Steinbrink Julie M, Byrns Jennifer, Berg Carl, Kappus Matthew, King Lindsay, Ellis Matthew J, Sanoff Scott, Agarwal Richa, DeVore Adam D, Reynolds John M, Hartwig Matthew G, Milano Carmelo, Sudan Debra, Maziarz Eileen K, Saullo Jennifer, Alexander Barbara D, Wolfe Cameron R
Division of Infectious Diseases, Duke University School of Medicine, Durham, NC.
Department of Pharmacy, Duke University Hospital, Durham, NC.
Transplant Direct. 2023 Oct 10;9(11):e1539. doi: 10.1097/TXD.0000000000001539. eCollection 2023 Nov.
Hepatitis C virus (HCV) nucleic acid amplification test (NAAT)-positive donors have increased the organ pool. Direct-acting antivirals (DAAs) have led to high rates of treatment success and sustained virologic response (SVR) in recipients with donor-derived HCV infection without significant adverse effects, although variability remains in the timing and duration of antivirals.
This retrospective study analyzed all adult HCV-NAAT-negative transplant recipients who received an organ from HCV-NAAT-positive donors from November 24, 2018, to March 31, 2022, at Duke University Medical Center with protocolized delay of DAA initiation until after hospital discharge, with at least 180-d follow-up on all patients.
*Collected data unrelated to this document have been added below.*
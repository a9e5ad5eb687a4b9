use std::{
    collections::{BTreeMap, BTreeSet},
    fmt::{Debug, Display},
};

use itertools::Itertools;
use tracing::debug;

use crate::{
    alphabet::{Alphabet, Symbol, EPSILON},
    math::Set,
    Show,
};

mod builder;
pub use builder::AutomatonBuilder;

mod error;
pub use error::{AutomatonError, MalformedAutomaton};

mod dfa;
pub use dfa::{DFASemantics, DFA};

mod nfa;
pub use nfa::{NFASemantics, NFA};

mod enfa;
pub use enfa::{ENFASemantics, ENFA};

/// States are identified by opaque labels. Labels are compared lexicographically wherever a
/// canonical choice between states has to be made.
pub type StateId = String;

/// The transition function of an automaton, mapping a state and a symbol to some target. Pairs
/// without an entry have no transition.
pub type Transitions<T> = BTreeMap<StateId, BTreeMap<Symbol, T>>;

/// Names the three kinds of automata.
#[derive(Clone, Copy, Debug, PartialEq, Eq, Hash, PartialOrd, Ord)]
#[cfg_attr(feature = "serde", derive(serde::Serialize, serde::Deserialize))]
pub enum AutomatonKind {
    /// Deterministic finite automaton.
    #[cfg_attr(feature = "serde", serde(rename = "DFA"))]
    Dfa,
    /// Nondeterministic finite automaton.
    #[cfg_attr(feature = "serde", serde(rename = "NFA"))]
    Nfa,
    /// Nondeterministic finite automaton with epsilon transitions.
    #[cfg_attr(feature = "serde", serde(rename = "ENFA"))]
    Enfa,
}

impl Display for AutomatonKind {
    fn fmt(&self, f: &mut std::fmt::Formatter<'_>) -> std::fmt::Result {
        let name = match self {
            AutomatonKind::Dfa => "DFA",
            AutomatonKind::Nfa => "NFA",
            AutomatonKind::Enfa => "ENFA",
        };
        write!(f, "{name}")
    }
}

/// Determines what a transition of a [`FiniteAutomaton`] leads to and which additional structural
/// requirements the automaton has to satisfy.
pub trait Semantics: Clone + Copy + Default + Debug + Eq {
    /// What a state and a symbol are mapped to, either a single state or a set of states.
    type Target: Clone + Debug + Eq;
    /// The kind of automaton this describes.
    const KIND: AutomatonKind;
    /// Whether transitions on [`EPSILON`] are allowed.
    const EPSILON_TRANSITIONS: bool;

    /// Iterates over the states contained in a target.
    fn targets(target: &Self::Target) -> impl Iterator<Item = &StateId> + '_;

    /// Checks the requirements that are specific to the kind of automaton. The checks that are
    /// common to all kinds have already been performed when this is called.
    fn validate(_automaton: &FiniteAutomaton<Self>) -> Result<(), MalformedAutomaton> {
        Ok(())
    }
}

/// A finite automaton with the shape that all kinds share. The [`Semantics`] determine the kind,
/// usually one of the aliases [`DFA`], [`NFA`] or [`ENFA`] is used.
///
/// Values can only be obtained through validated construction, after which they are immutable.
#[derive(Clone, Debug, PartialEq, Eq)]
pub struct FiniteAutomaton<S: Semantics> {
    pub(crate) states: BTreeSet<StateId>,
    pub(crate) alphabet: Alphabet,
    pub(crate) transitions: Transitions<S::Target>,
    pub(crate) initial: StateId,
    pub(crate) final_states: BTreeSet<StateId>,
    pub(crate) semantics: S,
}

impl<S: Semantics> FiniteAutomaton<S> {
    /// Creates an empty [`AutomatonBuilder`].
    pub fn builder() -> AutomatonBuilder {
        AutomatonBuilder::default()
    }

    /// Assembles an automaton from its parts and checks that they fit together. Fails with
    /// [`AutomatonError::MalformedAutomaton`] if some state or symbol is used without being declared.
    pub fn new(
        states: BTreeSet<StateId>,
        alphabet: Alphabet,
        transitions: Transitions<S::Target>,
        initial: StateId,
        final_states: BTreeSet<StateId>,
    ) -> Result<Self, AutomatonError> {
        let automaton = Self {
            states,
            alphabet,
            transitions,
            initial,
            final_states,
            semantics: S::default(),
        };
        automaton.validate()?;
        debug!(
            "built {} with {} states over {}",
            S::KIND,
            automaton.size(),
            automaton.alphabet.show()
        );
        Ok(automaton)
    }

    fn validate(&self) -> Result<(), MalformedAutomaton> {
        if !self.states.contains(&self.initial) {
            return Err(MalformedAutomaton::UnknownInitialState(self.initial.clone()));
        }
        if let Some(q) = self.final_states.iter().find(|q| !self.states.contains(*q)) {
            return Err(MalformedAutomaton::UnknownFinalState(q.clone()));
        }
        for symbol in self.alphabet.universe() {
            if symbol.is_empty() {
                return Err(MalformedAutomaton::EmptySymbol);
            }
            if symbol == EPSILON {
                return Err(MalformedAutomaton::EpsilonInAlphabet);
            }
        }
        for (origin, row) in &self.transitions {
            if !self.states.contains(origin) {
                return Err(MalformedAutomaton::UnknownTransitionSource(origin.clone()));
            }
            for symbol in row.keys() {
                if symbol == EPSILON {
                    if !S::EPSILON_TRANSITIONS {
                        return Err(MalformedAutomaton::EpsilonTransition {
                            kind: S::KIND,
                            origin: origin.clone(),
                        });
                    }
                } else if !self.alphabet.contains(symbol) {
                    return Err(MalformedAutomaton::UnknownSymbol {
                        origin: origin.clone(),
                        symbol: symbol.clone(),
                    });
                }
            }
        }
        S::validate(self)
    }

    /// The kind of `self`.
    pub fn kind(&self) -> AutomatonKind {
        S::KIND
    }

    /// Gives a reference to the semantics.
    pub fn semantics(&self) -> &S {
        &self.semantics
    }

    /// The number of states.
    pub fn size(&self) -> usize {
        self.states.len()
    }

    /// All declared states in lexicographic order.
    pub fn states(&self) -> &BTreeSet<StateId> {
        &self.states
    }

    /// The alphabet.
    pub fn alphabet(&self) -> &Alphabet {
        &self.alphabet
    }

    /// The transition function.
    pub fn transitions(&self) -> &Transitions<S::Target> {
        &self.transitions
    }

    /// The initial state.
    pub fn initial_state(&self) -> &StateId {
        &self.initial
    }

    /// The final (accepting) states.
    pub fn final_states(&self) -> &BTreeSet<StateId> {
        &self.final_states
    }

    /// Returns `true` if `state` is final.
    pub fn is_final(&self, state: &str) -> bool {
        self.final_states.contains(state)
    }

    /// Looks up where `state` leads on `symbol`, `None` means that there is no transition.
    pub fn target(&self, state: &str, symbol: &str) -> Option<&S::Target> {
        self.transitions.get(state).and_then(|row| row.get(symbol))
    }

    /// Iterates over all edges `(origin, symbol, target)`, where every state of a nondeterministic
    /// target yields its own edge.
    pub fn edges(&self) -> impl Iterator<Item = (&StateId, &Symbol, &StateId)> + '_ {
        self.transitions.iter().flat_map(|(origin, row)| {
            row.iter()
                .flat_map(move |(symbol, target)| S::targets(target).map(move |q| (origin, symbol, q)))
        })
    }

    /// Collects the targets of `origin` on `symbol`, failing with
    /// [`AutomatonError::InconsistentTransition`] if one of them is not a declared state.
    pub(crate) fn declared_targets(
        &self,
        origin: &str,
        symbol: &str,
    ) -> Result<Vec<&StateId>, AutomatonError> {
        let Some(target) = self.target(origin, symbol) else {
            return Ok(vec![]);
        };
        S::targets(target)
            .map(|q| {
                if self.states.contains(q) {
                    Ok(q)
                } else {
                    Err(AutomatonError::InconsistentTransition {
                        origin: origin.to_string(),
                        symbol: symbol.to_string(),
                        target: q.clone(),
                    })
                }
            })
            .collect()
    }

    /// Computes the set of states that can be reached from the initial state by a depth-first
    /// traversal along all transitions.
    pub fn reachable_states(&self) -> BTreeSet<StateId> {
        let mut seen: Set<&StateId> = Set::default();
        seen.insert(&self.initial);
        let mut stack = vec![&self.initial];
        while let Some(q) = stack.pop() {
            let Some(row) = self.transitions.get(q) else {
                continue;
            };
            for p in row.values().flat_map(|target| S::targets(target)) {
                if seen.insert(p) {
                    stack.push(p);
                }
            }
        }
        seen.into_iter().cloned().collect()
    }

    /// Returns a string representation of the transition table. Every state has one row, which
    /// starts with the state (prefixed by `→` if it is initial and `*` if it is final). Missing
    /// transitions are shown as `-`.
    pub fn transition_table(&self) -> String {
        let symbols = self
            .alphabet
            .universe()
            .map(|sym| sym.as_str())
            .chain(S::EPSILON_TRANSITIONS.then_some(EPSILON))
            .collect_vec();

        let mut builder = tabled::builder::Builder::default();
        builder.push_record(
            std::iter::once("State".to_string()).chain(symbols.iter().map(|s| s.to_string())),
        );
        for q in &self.states {
            let mut row = vec![format!(
                "{}{}{}",
                if *q == self.initial { "→" } else { "" },
                if self.is_final(q) { "*" } else { "" },
                q
            )];
            for sym in &symbols {
                row.push(match self.target(q, sym) {
                    Some(target) => S::targets(target).join(", "),
                    None => "-".to_string(),
                });
            }
            builder.push_record(row);
        }

        builder
            .build()
            .with(tabled::settings::Style::rounded())
            .to_string()
    }
}

/// An automaton of any of the three kinds. Every operation matches on the kind exhaustively.
#[derive(Clone, Debug, PartialEq, Eq)]
pub enum Automaton {
    /// A deterministic automaton.
    Dfa(DFA),
    /// A nondeterministic automaton.
    Nfa(NFA),
    /// A nondeterministic automaton with epsilon transitions.
    Enfa(ENFA),
}

/// Evaluates `$body` with `$inner` bound to the automaton wrapped by each variant.
macro_rules! on_kind {
    ($automaton:expr, $inner:ident => $body:expr) => {
        match $automaton {
            $crate::automaton::Automaton::Dfa($inner) => $body,
            $crate::automaton::Automaton::Nfa($inner) => $body,
            $crate::automaton::Automaton::Enfa($inner) => $body,
        }
    };
}
pub(crate) use on_kind;

impl Automaton {
    /// The kind of the wrapped automaton.
    pub fn kind(&self) -> AutomatonKind {
        on_kind!(self, a => a.kind())
    }

    /// The number of states.
    pub fn size(&self) -> usize {
        on_kind!(self, a => a.size())
    }

    /// All declared states.
    pub fn states(&self) -> &BTreeSet<StateId> {
        on_kind!(self, a => a.states())
    }

    /// The alphabet.
    pub fn alphabet(&self) -> &Alphabet {
        on_kind!(self, a => a.alphabet())
    }

    /// The initial state.
    pub fn initial_state(&self) -> &StateId {
        on_kind!(self, a => a.initial_state())
    }

    /// The final states.
    pub fn final_states(&self) -> &BTreeSet<StateId> {
        on_kind!(self, a => a.final_states())
    }

    /// All edges `(origin, symbol, target)`, epsilon edges are labelled with [`EPSILON`].
    pub fn edges(&self) -> Vec<(&StateId, &Symbol, &StateId)> {
        on_kind!(self, a => a.edges().collect())
    }

    /// See [`FiniteAutomaton::transition_table`].
    pub fn transition_table(&self) -> String {
        on_kind!(self, a => a.transition_table())
    }

    /// Returns the wrapped [`DFA`], if `self` is deterministic.
    pub fn as_dfa(&self) -> Option<&DFA> {
        match self {
            Automaton::Dfa(dfa) => Some(dfa),
            Automaton::Nfa(_) | Automaton::Enfa(_) => None,
        }
    }
}

impl From<DFA> for Automaton {
    fn from(value: DFA) -> Self {
        Automaton::Dfa(value)
    }
}

impl From<NFA> for Automaton {
    fn from(value: NFA) -> Self {
        Automaton::Nfa(value)
    }
}

impl From<ENFA> for Automaton {
    fn from(value: ENFA) -> Self {
        Automaton::Enfa(value)
    }
}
Transplant and HCV-related outcomes were analyzed.
Two hundred eleven transplants (111 kidneys, 41 livers, 34 hearts, and 25 lungs) were performed from HCV-NAAT-positive donors to HCV-NAAT-negative recipients. Ninety percent of recipients became viremic within 7 d posttransplant. Ninety-nine percent of recipients were initiated on pangenotypic DAAs in the outpatient setting a median of 52 d posttransplant, most commonly with 12-wk courses of sofosbuvir-velpatasvir (lungs) and glecaprevir-pibrentasvir (heart, kidney, and liver). Ninety-seven percent of recipients had SVR after a first-line DAA; all ultimately achieved SVR at 12 wk after subsequent treatment courses. The median peak HCV RNA for all organ systems was 2 436 512 IU/mL; the median time from antiviral to undetectable RNA was 48 d, although differences were noted between organ groups. No patient deaths or graft losses were directly attributable to HCV infection.
One hundred percent of transplant recipients of HCV-NAAT-positive organs ultimately developed SVR without significant adverse effects when HCV antivirals were initiated in the outpatient setting after transplant hospitalization, suggesting that this real-world treatment pathway is a viable option.
丙型肝炎病毒(HCV)核酸扩增检测(NAAT)呈阳性的供体增加了器官库。直接作用抗病毒药物(DAA)已使供体来源的HCV感染受者获得了较高的治疗成功率和持续病毒学应答(SVR),且无明显不良反应,尽管抗病毒药物的使用时机和疗程仍存在差异。
这项回顾性研究分析了2018年11月24日至2022年3月31日期间在杜克大学医学中心接受来自HCV-NAAT阳性供体器官的所有成年HCV-NAAT阴性移植受者,按照方案将DAA起始治疗推迟至出院后,并对所有患者进行至少180天的随访。分析了移植及与HCV相关的结局。
共进行了211例移植手术(111例肾移植、41例肝移植、34例心脏移植和25例肺移植),供体HCV-NAAT阳性,受体HCV-NAAT阴性。90%的受者在移植后7天内出现病毒血症。99%的受者在门诊开始使用泛基因型DAA,移植后中位时间为52天,最常用的是12周疗程的索磷布韦-维帕他韦(肺移植)和格卡瑞韦-哌仑他韦(心脏、肾脏和肝移植)。97%的受者在一线DAA治疗后获得SVR;所有受者在后续治疗疗程后的12周均最终实现SVR。所有器官系统的HCV RNA峰值中位数为2436512 IU/mL;从开始抗病毒治疗到RNA检测不到的中位时间为48天,尽管不同器官组之间存在差异。没有患者死亡或移植物丢失直接归因于HCV感染。
当在移植住院后门诊开始使用HCV抗病毒药物时,100%的HCV-NAAT阳性器官移植受者最终都获得了SVR,且无明显不良反应,这表明这种实际应用的治疗途径是一种可行的选择。